**Exercise prompt:** What is needed here is every line of the records that includes "CompositeTransactorBuilder".

**Working data:**
::::
//! Composite transactor presenting N backends as one.
//!
//! Every operation is issued to all children concurrently, one `tokio` task
//! per child, and joined before returning. Children are independent: a
//! failure in one never stops the others from receiving their call.
//!
//! Coordination is best-effort. Each backend keeps its own atomicity, but
//! nothing here makes a commit atomic across backends: if the relational
//! commit succeeds and the broker flush fails, the relational side stays
//! committed.

use std::any::Any;
use std::future::Future;
use std::sync::Arc;
use std::sync::atomic::{AtomicBool, Ordering};

use async_trait::async_trait;
use futures_util::future::join_all;
use tracing::{debug, warn};

use super::context::Context;
use super::ports::{Finalize, Transaction, TransactionError, Transactor};

const COMPOSITE_BACKEND: &str = "composite";

/// Spawn one task per `(child name, future)` pair and wait for all of them.
///
/// A task that panics or is aborted is reported as
/// [`TransactionError::TaskFailed`] naming its child.
async fn join_tasks<T, Fut>(
    operation: &'static str,
    tasks: Vec<(String, Fut)>,
) -> Vec<Result<T, TransactionError>>
where
    Fut: Future<Output = Result<T, TransactionError>> + Send + 'static,
    T: Send + 'static,
{
    let (names, handles): (Vec<_>, Vec<_>) = tasks
        .into_iter()
        .map(|(name, task)| (name, tokio::spawn(task)))
        .unzip();
    join_all(handles)
        .await
        .into_iter()
        .zip(names)
        .map(|(joined, child)| {
            joined.unwrap_or_else(|join_error| {
                warn!(
                    operation,
                    child = %child,
                    error = %join_error,
                    "fan-out task did not complete"
                );
                Err(TransactionError::task_failed(format!(
                    "{operation} on {child}: {join_error}"
                )))
            })
        })
        .collect()
}

/// Keep every successful value, or fail with the lowest-index error.
fn collect_begun<T>(
    operation: &'static str,
    results: Vec<Result<T, TransactionError>>,
) -> Result<Vec<T>, TransactionError> {
    let children = results.len();
    let mut begun = Vec::with_capacity(children);
    let mut first_error = None;
    for result in results {
        match result {
            Ok(value) => begun.push(value),
            Err(error) => {
                if first_error.is_none() {
                    first_error = Some(error);
                }
            }
        }
    }

    match first_error {
        None => Ok(begun),
        Some(error) => {
            warn!(
                operation,
                children,
                began = begun.len(),
                kind = error.kind(),
                error = %error,
                "composite begin failed; siblings that began are released without rollback"
            );
            Err(error)
        }
    }
}

/// Collapse finalize outcomes: one failure is returned as-is, several are
/// aggregated in child order.
fn join_errors(
    operation: &'static str,
    results: Vec<Result<(), TransactionError>>,
) -> Result<(), TransactionError> {
    let children = results.len();
    let mut errors: Vec<TransactionError> = results.into_iter().filter_map(Result::err).collect();
    debug!(operation, children, failures = errors.len(), "fan-out finished");
    for error in &errors {
        warn!(operation, kind = error.kind(), error = %error, "child finalize failed");
    }

    if errors.len() > 1 {
        return Err(TransactionError::aggregate(errors));
    }
    errors.pop().map_or(Ok(()), Err)
}

/// Aggregates child transactors behind the single [`Transactor`] contract.
///
/// Child order carries no meaning for correctness; it only fixes the order in
/// which errors and parent contexts are reported.
#[derive(Clone)]
pub struct CompositeTransactor {
    children: Arc<[Arc<dyn Transactor>]>,
}

impl CompositeTransactor {
    /// Compose the given transactors.
    #[must_use]
    pub fn new(children: Vec<Arc<dyn Transactor>>) -> Self {
        Self {
            children: children.into(),
        }
    }

    /// Start building a composite one child at a time.
    #[must_use]
    pub fn builder() -> CompositeTransactorBuilder {
        CompositeTransactorBuilder::default()
    }

    /// Number of child transactors.
    #[must_use]
    pub fn len(&self) -> usize {
        self.children.len()
    }

    /// True when no children were supplied.
    #[must_use]
    pub fn is_empty(&self) -> bool {
        self.children.is_empty()
    }

    /// Names of the children in fan-out order.
    #[must_use]
    pub fn child_names(&self) -> Vec<&str> {
        self.children.iter().map(|child| child.name()).collect()
    }

    async fn finalize_ctx(&self, ctx: &Context, action: Finalize) -> Result<(), TransactionError> {
        let tasks: Vec<_> = self
            .children
            .iter()
            .map(|child| {
                let child = Arc::clone(child);
                let ctx = ctx.clone();
                let name = child.name().to_owned();
                let task = async move {
                    match action {
                        Finalize::Commit => child.commit_ctx(&ctx).await,
                        Finalize::Rollback => child.rollback_ctx(&ctx).await,
                    }
                };
                (name, task)
            })
            .collect();
        join_errors(action.as_str(), join_tasks(action.as_str(), tasks).await)
    }
}

impl std::fmt::Debug for CompositeTransactor {
    fn fmt(&self, f: &mut std::fmt::Formatter<'_>) -> std::fmt::Result {
        f.debug_struct("CompositeTransactor")
            .field("children", &self.child_names())
            .finish()
    }
}

#[async_trait]
impl Transactor for CompositeTransactor {
    fn name(&self) -> &str {
        COMPOSITE_BACKEND
    }

    async fn begin(&self, ctx: &Context) -> Result<Arc<dyn Transaction>, TransactionError> {
        let tasks: Vec<_> = self
            .children
            .iter()
            .map(|child| {
                let child = Arc::clone(child);
                let ctx = ctx.clone();
                (child.name().to_owned(), async move { child.begin(&ctx).await })
            })
            .collect();
        let children = collect_begun("begin", join_tasks("begin", tasks).await)?;
        debug!(children = children.len(), "composite transaction begun");
        Ok(Arc::new(CompositeTransaction::new(children)))
    }

    async fn begin_ctx(&self, ctx: &Context) -> Result<Context, TransactionError> {
        let tasks: Vec<_> = self
            .children
            .iter()
            .map(|child| {
                let child = Arc::clone(child);
                let ctx = ctx.clone();
                (child.name().to_owned(), async move { child.begin_ctx(&ctx).await })
            })
            .collect();
        let parents = collect_begun("begin_ctx", join_tasks("begin_ctx", tasks).await)?;
        debug!(children = parents.len(), "composite context begun");
        Ok(Context::composite(parents))
    }

    async fn commit_ctx(&self, ctx: &Context) -> Result<(), TransactionError> {
        self.finalize_ctx(ctx, Finalize::Commit).await
    }

    async fn rollback_ctx(&self, ctx: &Context) -> Result<(), TransactionError> {
        self.finalize_ctx(ctx, Finalize::Rollback).await
    }
}

/// Incrementally assembles a [`CompositeTransactor`].
#[derive(Default)]
pub struct CompositeTransactorBuilder {
    children: Vec<Arc<dyn Transactor>>,
}

impl CompositeTransactorBuilder {
    /// Append an owned child transactor.
    #[must_use]
    pub fn with<T>(self, child: T) -> Self
    where
        T: Transactor + 'static,
    {
        self.with_shared(Arc::new(child))
    }

    /// Append a shared child transactor.
    #[must_use]
    pub fn with_shared(mut self, child: Arc<dyn Transactor>) -> Self {
        self.children.push(child);
        self
    }

    /// Finish building.
    #[must_use]
    pub fn build(self) -> CompositeTransactor {
        CompositeTransactor::new(self.children)
    }
}

/// Transaction returned by [`CompositeTransactor::begin`], owning one handle
/// per child.
///
/// The handle finalizes once, even with no children: a second commit or
/// rollback is refused before reaching any child.
pub struct CompositeTransaction {
    children: Vec<Arc<dyn Transaction>>,
    finalized: AtomicBool,
}

impl CompositeTransaction {
    fn new(children: Vec<Arc<dyn Transaction>>) -> Self {
        Self {
            children,
            finalized: AtomicBool::new(false),
        }
    }

    /// Child handles in fan-out order.
    #[must_use]
    pub fn children(&self) -> &[Arc<dyn Transaction>] {
        &self.children
    }

    async fn finalize(&self, action: Finalize) -> Result<(), TransactionError> {
        if self.finalized.swap(true, Ordering::AcqRel) {
            return Err(TransactionError::already_finalized(COMPOSITE_BACKEND));
        }
        let tasks: Vec<_> = self
            .children
            .iter()
            .map(|child| {
                let child = Arc::clone(child);
                (child.backend().to_owned(), async move { action.apply(child.as_ref()).await })
            })
            .collect();
        join_errors(action.as_str(), join_tasks(action.as_str(), tasks).await)
    }
}

#[async_trait]
impl Transaction for CompositeTransaction {
    fn backend(&self) -> &str {
        COMPOSITE_BACKEND
    }

    async fn commit(&self) -> Result<(), TransactionError> {
        self.finalize(Finalize::Commit).await
    }

    async fn rollback(&self) -> Result<(), TransactionError> {
        self.finalize(Finalize::Rollback).await
    }

    fn context(&self) -> Context {
        Context::composite(self.children.iter().map(|child| child.context()).collect())
    }

    fn is_finalized(&self) -> bool {
        self.finalized.load(Ordering::Acquire)
    }

    fn as_any(&self) -> &dyn Any {
        self
    }
}

#[cfg(test)]
mod tests {
    //! Outcome folding for fan-out results.

    use super::*;
    use futures_util::FutureExt as _;
    use futures_util::future::BoxFuture;
    use rstest::rstest;

    #[rstest]
    fn single_failure_is_returned_unwrapped() {
        let results = vec![Ok(()), Err(TransactionError::closed("broker")), Ok(())];

        assert_eq!(
            join_errors("commit", results),
            Err(TransactionError::closed("broker"))
        );
    }

    #[rstest]
    fn several_failures_are_aggregated_in_order() {
        let results = vec![
            Err(TransactionError::closed("a")),
            Ok(()),
            Err(TransactionError::closed("c")),
        ];

        let error = join_errors("rollback", results).expect_err("aggregated");

        assert_eq!(
            error,
            TransactionError::aggregate(vec![
                TransactionError::closed("a"),
                TransactionError::closed("c"),
            ])
        );
    }

    #[rstest]
    fn begin_reports_lowest_index_failure() {
        let results: Vec<Result<u8, TransactionError>> = vec![
            Ok(1),
            Err(TransactionError::begin("second", "refused")),
            Err(TransactionError::begin("third", "refused")),
        ];

        assert_eq!(
            collect_begun("begin", results),
            Err(TransactionError::begin("second", "refused"))
        );
    }

    async fn succeed() -> Result<(), TransactionError> {
        Ok(())
    }

    async fn explode() -> Result<(), TransactionError> {
        panic!("boom")
    }

    #[tokio::test]
    async fn panicking_task_becomes_task_failed() {
        let tasks: Vec<(String, BoxFuture<'static, Result<(), TransactionError>>)> = vec![
            ("postgres".to_owned(), succeed().boxed()),
            ("broker".to_owned(), explode().boxed()),
        ];

        let results = join_tasks("commit", tasks).await;

        assert!(results[0].is_ok());
        assert!(matches!(
            &results[1],
            Err(TransactionError::TaskFailed { message }) if message.starts_with("commit on broker:")
        ));
    }

    #[tokio::test]
    async fn empty_composite_transaction_finalizes_once() {
        let transaction = CompositeTransactor::builder()
            .build()
            .begin(&Context::background())
            .await
            .expect("nothing to fail");

        assert!(!transaction.is_finalized());
        assert_eq!(transaction.commit().await, Ok(()));
        assert!(transaction.is_finalized());
        assert_eq!(
            transaction.commit().await,
            Err(TransactionError::already_finalized(COMPOSITE_BACKEND))
        );
        assert_eq!(
            transaction.rollback().await,
            Err(TransactionError::already_finalized(COMPOSITE_BACKEND))
        );
    }

    #[tokio::test]
    async fn empty_composite_begins_an_empty_context() {
        let composite = CompositeTransactor::builder().build();

        let ctx = composite
            .begin_ctx(&Context::background())
            .await
            .expect("nothing to fail");

        assert!(composite.is_empty());
        assert!(ctx.as_composite().is_some_and(|c| c.is_empty()));
        assert_eq!(composite.commit_ctx(&ctx).await, Ok(()));
    }
}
::::
**Answer space:**
    pub fn builder() -> CompositeTransactorBuilder {
        CompositeTransactorBuilder::default()
pub struct CompositeTransactorBuilder {
impl CompositeTransactorBuilder {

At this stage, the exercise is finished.